TASK OBJECTIVE:
Report each line of the data that includes the word "visible".

TASK INPUTS Start Marker

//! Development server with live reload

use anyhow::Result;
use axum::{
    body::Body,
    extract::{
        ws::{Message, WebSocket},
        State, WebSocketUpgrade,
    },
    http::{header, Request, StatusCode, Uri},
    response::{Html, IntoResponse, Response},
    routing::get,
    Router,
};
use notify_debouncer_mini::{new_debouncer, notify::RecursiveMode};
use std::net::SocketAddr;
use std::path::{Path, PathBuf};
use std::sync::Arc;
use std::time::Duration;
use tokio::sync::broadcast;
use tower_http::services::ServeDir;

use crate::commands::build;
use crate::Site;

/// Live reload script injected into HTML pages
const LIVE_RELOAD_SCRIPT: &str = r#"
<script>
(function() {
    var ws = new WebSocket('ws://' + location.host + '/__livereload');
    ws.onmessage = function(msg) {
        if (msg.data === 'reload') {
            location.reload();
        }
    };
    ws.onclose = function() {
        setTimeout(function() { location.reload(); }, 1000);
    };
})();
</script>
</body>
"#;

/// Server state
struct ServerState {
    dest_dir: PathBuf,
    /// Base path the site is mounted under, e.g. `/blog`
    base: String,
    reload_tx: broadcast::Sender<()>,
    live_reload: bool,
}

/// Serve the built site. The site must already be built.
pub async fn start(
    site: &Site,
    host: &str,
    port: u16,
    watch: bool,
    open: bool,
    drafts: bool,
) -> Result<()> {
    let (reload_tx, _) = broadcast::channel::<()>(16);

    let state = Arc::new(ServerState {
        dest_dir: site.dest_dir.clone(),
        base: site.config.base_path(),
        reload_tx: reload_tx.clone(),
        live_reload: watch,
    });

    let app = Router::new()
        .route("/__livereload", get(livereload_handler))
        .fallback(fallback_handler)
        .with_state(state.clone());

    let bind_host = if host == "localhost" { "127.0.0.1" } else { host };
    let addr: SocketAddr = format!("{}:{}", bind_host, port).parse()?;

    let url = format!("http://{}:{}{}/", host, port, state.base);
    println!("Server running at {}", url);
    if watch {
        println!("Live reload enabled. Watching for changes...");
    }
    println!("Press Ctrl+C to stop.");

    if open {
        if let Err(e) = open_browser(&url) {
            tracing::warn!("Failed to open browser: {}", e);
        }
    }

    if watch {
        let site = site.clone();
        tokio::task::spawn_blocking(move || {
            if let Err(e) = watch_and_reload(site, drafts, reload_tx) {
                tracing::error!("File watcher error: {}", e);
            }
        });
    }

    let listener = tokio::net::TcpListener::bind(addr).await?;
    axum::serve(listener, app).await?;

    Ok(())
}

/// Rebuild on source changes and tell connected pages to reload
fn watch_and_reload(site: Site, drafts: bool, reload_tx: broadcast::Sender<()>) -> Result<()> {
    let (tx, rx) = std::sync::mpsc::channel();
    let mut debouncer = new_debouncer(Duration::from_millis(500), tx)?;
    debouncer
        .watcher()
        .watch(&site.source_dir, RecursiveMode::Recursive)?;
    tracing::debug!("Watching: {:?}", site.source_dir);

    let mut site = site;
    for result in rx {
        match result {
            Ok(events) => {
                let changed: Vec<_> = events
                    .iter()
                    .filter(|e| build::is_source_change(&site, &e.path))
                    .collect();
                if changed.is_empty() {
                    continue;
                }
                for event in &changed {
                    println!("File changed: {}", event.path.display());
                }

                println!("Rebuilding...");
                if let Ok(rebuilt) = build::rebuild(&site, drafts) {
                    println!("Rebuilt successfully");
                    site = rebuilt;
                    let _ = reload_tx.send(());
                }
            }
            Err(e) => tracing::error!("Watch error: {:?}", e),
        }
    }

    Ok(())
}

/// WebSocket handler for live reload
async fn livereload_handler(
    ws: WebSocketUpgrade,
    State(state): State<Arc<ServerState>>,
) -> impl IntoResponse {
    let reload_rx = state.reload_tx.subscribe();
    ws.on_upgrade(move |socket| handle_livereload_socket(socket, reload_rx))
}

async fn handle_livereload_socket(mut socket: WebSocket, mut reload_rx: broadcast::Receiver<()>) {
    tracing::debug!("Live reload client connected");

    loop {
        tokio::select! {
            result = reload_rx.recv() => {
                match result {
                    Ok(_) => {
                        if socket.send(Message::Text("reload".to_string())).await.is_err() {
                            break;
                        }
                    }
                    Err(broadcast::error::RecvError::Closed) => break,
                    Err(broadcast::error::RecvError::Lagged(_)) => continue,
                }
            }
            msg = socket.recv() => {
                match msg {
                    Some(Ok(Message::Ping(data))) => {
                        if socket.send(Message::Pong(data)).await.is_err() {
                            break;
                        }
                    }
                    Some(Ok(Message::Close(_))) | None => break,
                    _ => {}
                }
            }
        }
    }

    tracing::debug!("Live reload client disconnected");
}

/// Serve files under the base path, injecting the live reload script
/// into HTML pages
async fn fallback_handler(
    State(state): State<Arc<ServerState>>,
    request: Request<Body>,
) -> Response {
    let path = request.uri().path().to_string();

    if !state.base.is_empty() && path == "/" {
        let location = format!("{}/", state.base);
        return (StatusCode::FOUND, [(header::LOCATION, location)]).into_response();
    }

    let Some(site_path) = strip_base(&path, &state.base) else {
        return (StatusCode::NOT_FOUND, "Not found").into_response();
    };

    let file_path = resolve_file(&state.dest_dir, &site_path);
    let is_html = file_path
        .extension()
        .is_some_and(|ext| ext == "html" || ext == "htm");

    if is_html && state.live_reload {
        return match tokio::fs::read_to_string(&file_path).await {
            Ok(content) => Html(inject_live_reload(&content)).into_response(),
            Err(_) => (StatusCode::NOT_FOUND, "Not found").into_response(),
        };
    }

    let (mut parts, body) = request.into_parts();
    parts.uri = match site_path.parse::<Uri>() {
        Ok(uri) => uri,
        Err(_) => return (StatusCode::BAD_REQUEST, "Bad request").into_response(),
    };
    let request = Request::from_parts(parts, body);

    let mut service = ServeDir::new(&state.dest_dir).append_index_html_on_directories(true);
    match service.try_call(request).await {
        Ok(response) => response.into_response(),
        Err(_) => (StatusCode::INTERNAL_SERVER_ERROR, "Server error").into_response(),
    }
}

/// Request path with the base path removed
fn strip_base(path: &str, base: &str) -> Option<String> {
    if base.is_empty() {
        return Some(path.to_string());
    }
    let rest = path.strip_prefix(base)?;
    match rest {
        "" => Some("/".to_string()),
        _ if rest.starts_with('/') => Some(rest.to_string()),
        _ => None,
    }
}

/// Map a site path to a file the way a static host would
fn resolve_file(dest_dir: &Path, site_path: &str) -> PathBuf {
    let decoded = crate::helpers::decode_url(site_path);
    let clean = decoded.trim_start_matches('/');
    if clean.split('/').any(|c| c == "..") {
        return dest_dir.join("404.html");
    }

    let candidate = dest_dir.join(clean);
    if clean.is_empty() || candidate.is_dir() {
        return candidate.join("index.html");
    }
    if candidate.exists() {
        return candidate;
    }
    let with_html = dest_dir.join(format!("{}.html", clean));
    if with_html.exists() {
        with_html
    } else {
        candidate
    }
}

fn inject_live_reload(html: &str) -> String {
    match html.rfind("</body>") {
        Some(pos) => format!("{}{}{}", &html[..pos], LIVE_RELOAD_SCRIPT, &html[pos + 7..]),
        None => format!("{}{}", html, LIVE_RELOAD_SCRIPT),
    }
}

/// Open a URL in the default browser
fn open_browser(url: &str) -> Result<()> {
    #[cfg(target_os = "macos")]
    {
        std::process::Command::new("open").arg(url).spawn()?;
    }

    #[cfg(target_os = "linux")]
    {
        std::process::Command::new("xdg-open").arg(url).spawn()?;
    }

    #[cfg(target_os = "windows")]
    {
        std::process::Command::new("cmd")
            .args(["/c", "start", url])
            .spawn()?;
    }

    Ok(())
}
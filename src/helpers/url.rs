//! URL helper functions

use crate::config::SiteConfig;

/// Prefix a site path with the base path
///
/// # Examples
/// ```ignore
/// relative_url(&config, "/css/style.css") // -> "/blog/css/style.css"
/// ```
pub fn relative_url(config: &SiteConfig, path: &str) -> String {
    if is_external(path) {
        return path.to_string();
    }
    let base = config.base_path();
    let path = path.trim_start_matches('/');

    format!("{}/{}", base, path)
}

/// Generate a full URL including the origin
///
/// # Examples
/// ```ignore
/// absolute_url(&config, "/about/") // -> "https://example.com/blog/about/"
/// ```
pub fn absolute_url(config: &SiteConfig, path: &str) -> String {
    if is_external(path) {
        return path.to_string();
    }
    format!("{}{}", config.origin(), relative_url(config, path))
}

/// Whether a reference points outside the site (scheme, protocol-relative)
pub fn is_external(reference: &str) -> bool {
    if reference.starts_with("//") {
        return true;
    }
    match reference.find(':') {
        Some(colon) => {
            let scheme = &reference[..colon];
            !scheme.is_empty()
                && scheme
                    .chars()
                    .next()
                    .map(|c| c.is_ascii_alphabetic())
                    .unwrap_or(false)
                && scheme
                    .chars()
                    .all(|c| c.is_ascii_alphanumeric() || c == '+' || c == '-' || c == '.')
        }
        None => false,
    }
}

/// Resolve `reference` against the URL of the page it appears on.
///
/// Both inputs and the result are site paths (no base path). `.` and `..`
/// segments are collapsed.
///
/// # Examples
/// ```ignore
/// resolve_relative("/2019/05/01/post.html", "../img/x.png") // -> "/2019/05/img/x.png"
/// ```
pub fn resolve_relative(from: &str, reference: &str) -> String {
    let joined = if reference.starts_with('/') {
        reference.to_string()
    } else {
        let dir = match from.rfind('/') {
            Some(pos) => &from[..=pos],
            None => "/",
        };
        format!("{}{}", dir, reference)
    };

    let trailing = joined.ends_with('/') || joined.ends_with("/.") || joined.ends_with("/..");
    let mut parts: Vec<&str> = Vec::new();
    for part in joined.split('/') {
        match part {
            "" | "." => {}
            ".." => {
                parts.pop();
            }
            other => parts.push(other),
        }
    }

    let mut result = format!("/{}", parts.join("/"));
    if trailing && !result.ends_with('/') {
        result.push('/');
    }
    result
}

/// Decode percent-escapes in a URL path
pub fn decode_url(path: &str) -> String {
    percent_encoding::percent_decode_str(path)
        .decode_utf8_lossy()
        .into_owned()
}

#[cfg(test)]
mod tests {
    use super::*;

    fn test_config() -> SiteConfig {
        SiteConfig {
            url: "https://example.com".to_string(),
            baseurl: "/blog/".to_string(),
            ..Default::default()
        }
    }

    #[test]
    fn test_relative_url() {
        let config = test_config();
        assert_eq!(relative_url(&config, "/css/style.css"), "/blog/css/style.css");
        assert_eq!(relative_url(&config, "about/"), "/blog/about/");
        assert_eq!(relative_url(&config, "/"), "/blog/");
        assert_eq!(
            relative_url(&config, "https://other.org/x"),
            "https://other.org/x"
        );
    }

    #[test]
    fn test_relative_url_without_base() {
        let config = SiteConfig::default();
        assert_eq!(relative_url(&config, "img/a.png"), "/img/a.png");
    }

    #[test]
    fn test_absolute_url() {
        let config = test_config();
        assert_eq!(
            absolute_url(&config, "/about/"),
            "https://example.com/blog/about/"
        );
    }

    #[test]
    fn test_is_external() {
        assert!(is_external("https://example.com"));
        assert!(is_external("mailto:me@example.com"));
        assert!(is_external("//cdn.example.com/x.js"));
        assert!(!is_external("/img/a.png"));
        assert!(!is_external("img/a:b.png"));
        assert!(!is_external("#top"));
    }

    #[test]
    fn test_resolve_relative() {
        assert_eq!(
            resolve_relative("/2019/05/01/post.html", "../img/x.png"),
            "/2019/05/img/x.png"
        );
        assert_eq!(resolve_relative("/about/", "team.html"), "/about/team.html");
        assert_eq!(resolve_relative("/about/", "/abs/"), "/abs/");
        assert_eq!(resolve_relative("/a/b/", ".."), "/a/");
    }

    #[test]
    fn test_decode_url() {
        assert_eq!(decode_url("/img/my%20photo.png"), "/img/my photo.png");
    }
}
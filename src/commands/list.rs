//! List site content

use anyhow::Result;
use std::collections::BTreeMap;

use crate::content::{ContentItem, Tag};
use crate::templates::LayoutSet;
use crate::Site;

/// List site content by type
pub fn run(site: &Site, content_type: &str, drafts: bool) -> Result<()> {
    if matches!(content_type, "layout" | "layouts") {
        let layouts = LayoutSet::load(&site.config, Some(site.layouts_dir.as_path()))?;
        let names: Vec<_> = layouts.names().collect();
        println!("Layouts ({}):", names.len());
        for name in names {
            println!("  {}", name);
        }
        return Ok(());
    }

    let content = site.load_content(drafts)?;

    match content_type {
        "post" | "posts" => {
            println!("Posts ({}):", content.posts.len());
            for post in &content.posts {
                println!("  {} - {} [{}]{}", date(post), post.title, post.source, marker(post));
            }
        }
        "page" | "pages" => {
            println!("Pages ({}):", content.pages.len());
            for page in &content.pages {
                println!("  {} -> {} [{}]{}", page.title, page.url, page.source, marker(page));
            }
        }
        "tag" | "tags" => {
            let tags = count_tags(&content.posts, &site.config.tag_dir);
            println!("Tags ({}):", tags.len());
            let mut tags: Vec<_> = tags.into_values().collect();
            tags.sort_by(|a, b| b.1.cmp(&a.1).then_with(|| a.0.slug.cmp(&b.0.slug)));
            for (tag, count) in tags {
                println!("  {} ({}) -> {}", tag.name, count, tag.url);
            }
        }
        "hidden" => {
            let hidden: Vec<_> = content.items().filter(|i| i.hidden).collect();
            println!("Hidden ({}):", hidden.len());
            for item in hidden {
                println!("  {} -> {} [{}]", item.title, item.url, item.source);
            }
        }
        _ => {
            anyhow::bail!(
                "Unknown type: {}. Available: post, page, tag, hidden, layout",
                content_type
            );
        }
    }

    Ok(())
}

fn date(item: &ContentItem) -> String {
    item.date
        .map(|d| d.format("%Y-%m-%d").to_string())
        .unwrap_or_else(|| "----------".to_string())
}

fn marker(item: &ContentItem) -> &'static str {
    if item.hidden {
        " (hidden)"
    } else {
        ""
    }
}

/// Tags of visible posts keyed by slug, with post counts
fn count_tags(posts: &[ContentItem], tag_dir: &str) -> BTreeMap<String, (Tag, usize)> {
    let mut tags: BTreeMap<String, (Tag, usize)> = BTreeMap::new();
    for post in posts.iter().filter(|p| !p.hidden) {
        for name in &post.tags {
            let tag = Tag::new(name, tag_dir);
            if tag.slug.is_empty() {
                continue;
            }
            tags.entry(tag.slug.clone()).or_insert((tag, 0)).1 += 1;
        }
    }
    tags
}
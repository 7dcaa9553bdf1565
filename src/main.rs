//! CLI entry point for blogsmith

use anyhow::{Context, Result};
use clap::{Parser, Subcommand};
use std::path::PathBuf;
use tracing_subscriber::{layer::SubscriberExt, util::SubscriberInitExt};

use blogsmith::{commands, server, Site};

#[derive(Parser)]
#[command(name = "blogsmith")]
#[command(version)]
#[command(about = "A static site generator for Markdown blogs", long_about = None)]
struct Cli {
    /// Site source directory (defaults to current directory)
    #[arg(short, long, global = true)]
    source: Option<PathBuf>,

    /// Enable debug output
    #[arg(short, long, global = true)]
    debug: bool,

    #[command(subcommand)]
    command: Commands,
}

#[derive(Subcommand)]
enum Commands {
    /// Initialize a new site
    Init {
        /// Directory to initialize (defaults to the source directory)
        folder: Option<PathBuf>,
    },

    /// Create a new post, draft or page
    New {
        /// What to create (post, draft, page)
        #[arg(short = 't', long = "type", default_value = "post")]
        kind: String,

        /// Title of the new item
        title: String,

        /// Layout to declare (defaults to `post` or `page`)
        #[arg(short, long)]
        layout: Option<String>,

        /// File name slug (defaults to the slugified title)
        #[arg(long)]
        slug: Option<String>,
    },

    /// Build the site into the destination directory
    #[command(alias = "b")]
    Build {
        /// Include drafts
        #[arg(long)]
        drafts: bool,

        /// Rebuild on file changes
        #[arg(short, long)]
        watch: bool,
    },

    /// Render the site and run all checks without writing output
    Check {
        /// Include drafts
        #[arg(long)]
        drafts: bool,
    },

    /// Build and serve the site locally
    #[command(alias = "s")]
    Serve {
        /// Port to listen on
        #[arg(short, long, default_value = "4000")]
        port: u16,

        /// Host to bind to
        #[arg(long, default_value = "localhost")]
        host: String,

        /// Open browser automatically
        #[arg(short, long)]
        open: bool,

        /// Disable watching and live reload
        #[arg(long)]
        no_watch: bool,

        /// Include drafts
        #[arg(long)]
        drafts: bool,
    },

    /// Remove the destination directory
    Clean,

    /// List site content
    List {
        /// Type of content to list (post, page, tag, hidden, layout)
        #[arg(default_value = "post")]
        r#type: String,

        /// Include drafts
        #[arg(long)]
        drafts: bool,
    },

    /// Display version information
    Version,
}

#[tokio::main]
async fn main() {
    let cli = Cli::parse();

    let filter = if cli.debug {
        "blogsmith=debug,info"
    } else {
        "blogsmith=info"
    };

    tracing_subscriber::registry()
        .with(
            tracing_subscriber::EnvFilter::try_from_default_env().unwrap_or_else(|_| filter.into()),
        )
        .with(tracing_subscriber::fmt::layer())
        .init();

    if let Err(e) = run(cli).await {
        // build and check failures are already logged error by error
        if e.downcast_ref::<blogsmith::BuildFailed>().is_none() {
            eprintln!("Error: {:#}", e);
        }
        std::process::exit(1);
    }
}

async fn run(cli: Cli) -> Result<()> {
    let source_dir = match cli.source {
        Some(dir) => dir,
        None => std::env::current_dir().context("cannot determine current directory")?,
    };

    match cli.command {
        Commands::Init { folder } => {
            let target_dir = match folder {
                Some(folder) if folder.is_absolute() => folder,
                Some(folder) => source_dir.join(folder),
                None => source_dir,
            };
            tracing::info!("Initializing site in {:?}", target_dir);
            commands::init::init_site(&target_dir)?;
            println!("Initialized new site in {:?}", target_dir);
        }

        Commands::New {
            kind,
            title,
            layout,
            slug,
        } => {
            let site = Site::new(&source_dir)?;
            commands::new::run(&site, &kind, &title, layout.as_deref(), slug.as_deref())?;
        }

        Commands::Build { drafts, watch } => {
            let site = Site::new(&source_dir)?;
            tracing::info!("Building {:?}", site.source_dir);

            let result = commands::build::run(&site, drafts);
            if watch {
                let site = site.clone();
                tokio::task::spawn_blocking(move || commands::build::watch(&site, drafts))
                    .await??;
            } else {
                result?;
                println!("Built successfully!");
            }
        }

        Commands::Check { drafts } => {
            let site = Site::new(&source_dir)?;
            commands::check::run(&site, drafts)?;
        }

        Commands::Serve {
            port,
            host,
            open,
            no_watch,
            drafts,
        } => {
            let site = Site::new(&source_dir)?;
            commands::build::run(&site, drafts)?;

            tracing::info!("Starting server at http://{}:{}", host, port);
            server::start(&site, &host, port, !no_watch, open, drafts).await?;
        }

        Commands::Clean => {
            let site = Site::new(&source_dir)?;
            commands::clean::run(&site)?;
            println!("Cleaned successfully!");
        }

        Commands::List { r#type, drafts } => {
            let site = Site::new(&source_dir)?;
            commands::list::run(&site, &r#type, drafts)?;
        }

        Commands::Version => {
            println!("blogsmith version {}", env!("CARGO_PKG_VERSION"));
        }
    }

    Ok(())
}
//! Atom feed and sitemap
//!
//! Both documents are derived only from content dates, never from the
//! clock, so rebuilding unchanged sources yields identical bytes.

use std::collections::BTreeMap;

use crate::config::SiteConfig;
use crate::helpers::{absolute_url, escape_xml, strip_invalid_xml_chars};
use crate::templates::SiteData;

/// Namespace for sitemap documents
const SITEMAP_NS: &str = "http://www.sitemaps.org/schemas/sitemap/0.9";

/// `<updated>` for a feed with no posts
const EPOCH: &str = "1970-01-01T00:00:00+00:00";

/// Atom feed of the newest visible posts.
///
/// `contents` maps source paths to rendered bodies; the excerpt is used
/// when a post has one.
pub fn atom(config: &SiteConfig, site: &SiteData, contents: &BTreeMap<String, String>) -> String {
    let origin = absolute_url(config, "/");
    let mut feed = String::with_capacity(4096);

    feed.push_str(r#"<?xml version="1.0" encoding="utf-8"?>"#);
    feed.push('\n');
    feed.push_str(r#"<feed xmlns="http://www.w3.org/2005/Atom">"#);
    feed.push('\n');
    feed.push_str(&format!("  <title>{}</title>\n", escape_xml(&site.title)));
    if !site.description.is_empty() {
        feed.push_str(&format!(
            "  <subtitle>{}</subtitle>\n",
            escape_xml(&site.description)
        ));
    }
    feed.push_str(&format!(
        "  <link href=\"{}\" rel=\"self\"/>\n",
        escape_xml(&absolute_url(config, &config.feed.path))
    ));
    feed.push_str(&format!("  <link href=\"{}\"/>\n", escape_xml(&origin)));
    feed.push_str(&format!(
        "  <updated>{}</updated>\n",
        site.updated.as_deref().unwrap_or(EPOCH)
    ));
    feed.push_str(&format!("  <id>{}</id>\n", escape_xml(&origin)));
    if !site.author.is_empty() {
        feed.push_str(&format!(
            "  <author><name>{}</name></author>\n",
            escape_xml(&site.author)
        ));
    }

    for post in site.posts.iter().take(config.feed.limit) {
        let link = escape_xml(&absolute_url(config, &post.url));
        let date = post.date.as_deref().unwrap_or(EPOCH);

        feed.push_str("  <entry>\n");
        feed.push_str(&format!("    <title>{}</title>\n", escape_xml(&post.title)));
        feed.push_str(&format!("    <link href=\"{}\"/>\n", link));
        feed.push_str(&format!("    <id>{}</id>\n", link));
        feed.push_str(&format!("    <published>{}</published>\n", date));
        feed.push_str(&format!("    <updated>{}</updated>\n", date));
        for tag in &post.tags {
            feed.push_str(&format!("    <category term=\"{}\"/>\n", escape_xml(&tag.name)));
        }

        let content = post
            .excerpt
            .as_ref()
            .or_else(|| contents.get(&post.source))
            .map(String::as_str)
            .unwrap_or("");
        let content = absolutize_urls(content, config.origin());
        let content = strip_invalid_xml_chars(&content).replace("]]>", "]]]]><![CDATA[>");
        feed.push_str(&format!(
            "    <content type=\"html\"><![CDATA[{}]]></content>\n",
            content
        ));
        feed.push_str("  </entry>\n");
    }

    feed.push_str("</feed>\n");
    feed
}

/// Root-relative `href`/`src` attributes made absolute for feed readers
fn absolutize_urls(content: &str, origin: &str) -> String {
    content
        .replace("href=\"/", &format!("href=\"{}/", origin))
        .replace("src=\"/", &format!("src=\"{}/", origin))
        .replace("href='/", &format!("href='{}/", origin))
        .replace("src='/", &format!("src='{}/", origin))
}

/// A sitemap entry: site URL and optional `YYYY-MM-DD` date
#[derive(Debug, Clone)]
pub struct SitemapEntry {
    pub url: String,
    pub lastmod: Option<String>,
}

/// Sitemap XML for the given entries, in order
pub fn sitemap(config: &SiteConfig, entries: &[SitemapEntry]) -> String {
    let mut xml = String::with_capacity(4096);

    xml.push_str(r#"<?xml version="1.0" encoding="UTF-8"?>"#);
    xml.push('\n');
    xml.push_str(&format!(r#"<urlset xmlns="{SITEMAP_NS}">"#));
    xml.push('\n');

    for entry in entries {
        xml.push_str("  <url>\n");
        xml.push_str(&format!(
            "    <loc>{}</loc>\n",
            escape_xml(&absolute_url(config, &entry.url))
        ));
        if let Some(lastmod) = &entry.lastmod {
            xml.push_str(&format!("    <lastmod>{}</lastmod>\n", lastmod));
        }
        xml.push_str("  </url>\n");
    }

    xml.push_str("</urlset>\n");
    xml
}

TASK INPUTS End Marker

EXERCISE RESPONSE:
/// Tags of visible posts keyed by slug, with post counts
/// Atom feed of the newest visible posts.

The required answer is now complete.